In case you're beginning to worry that AppleScript is hard, don't; it isn't! AppleScript is a straightforward computer language, and can be taught and learned in a straightforward manner; if I didn't believe that, this book wouldn't exist. AppleScript is extensible, so this book will tell you how to read a scriptable application's dictionary, warn of possible pitfalls, and give plenty of examples. AppleScript is English-like, so the book will teach a clean, concise style, and will wave a red flag when an analogy with natural language threatens to mislead. AppleScript values are object-like; this book tells you how to talk to them. AppleScript has some LISP-like features; this book elicits these features where they are relevant, but where they seem too advanced you can always skip a section and return to it later on. If this book occasionally comments on the odd way AppleScript does certain things, it is not to frighten or frustrate the reader, but rather to gain the reader's trust. It's just my way of saying, "Don't worry if this seems weird; it is weird."

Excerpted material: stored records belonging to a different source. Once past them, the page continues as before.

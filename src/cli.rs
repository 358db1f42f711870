//! Command-line interface implementation for csvplate.
//! Provides argument parsing using clap.

use clap::Parser;
use std::path::PathBuf;

use crate::constants::DEFAULT_CONFIG_FILE;

/// Command-line arguments structure for csvplate.
#[derive(Parser, Debug)]
#[command(author, version, about = "csvplate: render templates once per CSV row", long_about = None)]
pub struct Args {
    /// Path to the YAML configuration file [default: csvplate.yaml]
    #[arg(value_name = "CONFIG")]
    pub config: Option<PathBuf>,

    /// Enable verbose logging output
    #[arg(short, long)]
    pub verbose: bool,
}

impl Args {
    /// The configuration file to load: the given one, else the default in the
    /// working directory.
    pub fn config_path(&self) -> PathBuf {
        self.config.clone().unwrap_or_else(|| PathBuf::from(DEFAULT_CONFIG_FILE))
    }
}

/// Parses command line arguments and returns the Args structure.
///
/// # Exits
/// * With clap's default error handling for invalid arguments
pub fn get_args() -> Args {
    Args::parse()
}
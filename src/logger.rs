/// Initialises `env_logger` for csvplate's own messages.
///
/// Diagnostics are logged as warnings, so they stay visible without
/// `--verbose`. Other crates only get to log warnings and errors.
pub fn init_logger(verbose: bool) {
    let level = if verbose { log::LevelFilter::Debug } else { log::LevelFilter::Info };

    env_logger::Builder::new()
        .filter_level(log::LevelFilter::Warn)
        .filter_module("csvplate", level)
        .format_timestamp(None)
        .init();
}
//! Template compilation and rendering.
//! Templates are compiled once and rendered once per row with MiniJinja.
use minijinja::{AutoEscape, Environment};

use crate::error::{Error, Result};
use crate::model::FlatModel;

/// Trait for template rendering engines.
pub trait TemplateRenderer {
    /// Compiles `source` and keeps it under `name`.
    ///
    /// # Errors
    /// * `Error::TemplateCompileError` if the template has a syntax error
    fn compile(&mut self, name: &str, source: String) -> Result<()>;

    /// Renders the template compiled under `name` against `model`.
    ///
    /// # Arguments
    /// * `name` - Name the template was compiled under
    /// * `row` - 1-based data row number, used in error reports
    /// * `model` - Variables available to the template
    ///
    /// # Returns
    /// * `Result<String>` - Rendered template text
    fn render(&self, name: &str, row: usize, model: &FlatModel) -> Result<String>;
}

/// MiniJinja-based template rendering engine.
pub struct MiniJinjaRenderer {
    /// MiniJinja environment instance
    env: Environment<'static>,
}

impl MiniJinjaRenderer {
    /// Creates a renderer that keeps template text verbatim: no auto-escaping
    /// and the trailing newline preserved.
    pub fn new() -> Self {
        let mut env = Environment::new();
        env.set_keep_trailing_newline(true);
        env.set_auto_escape_callback(|_| AutoEscape::None);
        Self { env }
    }
}

impl Default for MiniJinjaRenderer {
    fn default() -> Self {
        MiniJinjaRenderer::new()
    }
}

impl TemplateRenderer for MiniJinjaRenderer {
    fn compile(&mut self, name: &str, source: String) -> Result<()> {
        self.env
            .add_template_owned(name.to_string(), source)
            .map_err(|err| Error::TemplateCompileError { template: name.to_string(), source: err })
    }

    fn render(&self, name: &str, row: usize, model: &FlatModel) -> Result<String> {
        let render_error =
            |source| Error::RenderError { template: name.to_string(), row, source };

        let tmpl = self.env.get_template(name).map_err(render_error)?;
        tmpl.render(model).map_err(render_error)
    }
}
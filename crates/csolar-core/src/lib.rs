pub mod aggregate;
pub mod config;
pub mod loader;
pub mod matcher;
pub mod record;

use aggregate::{AggregateError, DisplayFrame, StatePolicy, YearIndex, YearRange};
use config::{AtlasConfig, ConfigError};
use loader::{LoadError, RawTable};
use matcher::{LocationIndex, MatchError, MatchReport};
use record::{InstallationRecord, NormalizeError};
use std::path::PathBuf;
use thiserror::Error;

#[derive(Error, Debug)]
pub enum AtlasError {
    #[error(transparent)]
    Load(#[from] LoadError),
    #[error(transparent)]
    Normalize(#[from] NormalizeError),
    #[error(transparent)]
    Match(#[from] MatchError),
    #[error(transparent)]
    Aggregate(#[from] AggregateError),
    #[error(transparent)]
    Config(#[from] ConfigError),
}

/// Directory holding `settings.json`.
pub fn get_config_root() -> PathBuf {
    directories::ProjectDirs::from("org", "csolar", "Community Solar Atlas")
        .map(|dirs| dirs.config_dir().to_path_buf())
        .unwrap_or_else(|| PathBuf::from(".csolar"))
}

/// Installation records joined to coordinates once, ready to be framed by year.
#[derive(Debug, Clone)]
pub struct Atlas {
    index: YearIndex,
    policy: StatePolicy,
    report: MatchReport,
}

impl Atlas {
    /// Loads both tables named by `config` and runs normalization and matching.
    pub fn load(config: &AtlasConfig) -> Result<Self, AtlasError> {
        let range = config.year_range()?;
        let installations = loader::load_installations(&config.installations_path)?;
        let lookup = loader::load_lookup(&config.lookup_path)?;
        Self::from_tables(&installations, &lookup, range, config.state_policy)
    }

    pub fn from_tables(
        installations: &RawTable,
        lookup: &RawTable,
        range: YearRange,
        policy: StatePolicy,
    ) -> Result<Self, AtlasError> {
        let mut records = record::normalize(installations)?;
        let locations = LocationIndex::build(lookup)?;
        let report = matcher::match_coordinates(&mut records, &locations);

        Ok(Self {
            index: YearIndex::new(records, range),
            policy,
            report,
        })
    }

    pub fn frame(&self, year: i32) -> Result<DisplayFrame, AtlasError> {
        Ok(self.index.frame(year, self.policy)?)
    }

    pub fn timeline(&self) -> Result<Vec<DisplayFrame>, AtlasError> {
        Ok(self.index.timeline(self.policy)?)
    }

    /// Records sorted by year.
    pub fn records(&self) -> &[InstallationRecord] {
        self.index.records()
    }

    pub fn unmatched(&self) -> impl Iterator<Item = &InstallationRecord> {
        self.records().iter().filter(|r| r.coordinates().is_none())
    }

    pub fn match_report(&self) -> MatchReport {
        self.report
    }

    pub fn year_range(&self) -> YearRange {
        self.index.range()
    }

    pub fn policy(&self) -> StatePolicy {
        self.policy
    }
}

So approach AppleScript without fear. It deserves respect, appreciation, and perhaps a little wonder. After all, it's amazingly old. The Mac OS X revolution has let Apple thoroughly modernize a System that was breaking under its own accumulated weight of years; yet AppleScript remains, to all intents and purposes, its same old self. The fact that AppleScript works at all in this brave new world of Unicode text and POSIX paths is simply amazing. But it does, and until a new broom comes along to sweep it clean, having to negotiate some accumulated quirks and cobwebs dating from the creation seems a small price to pay.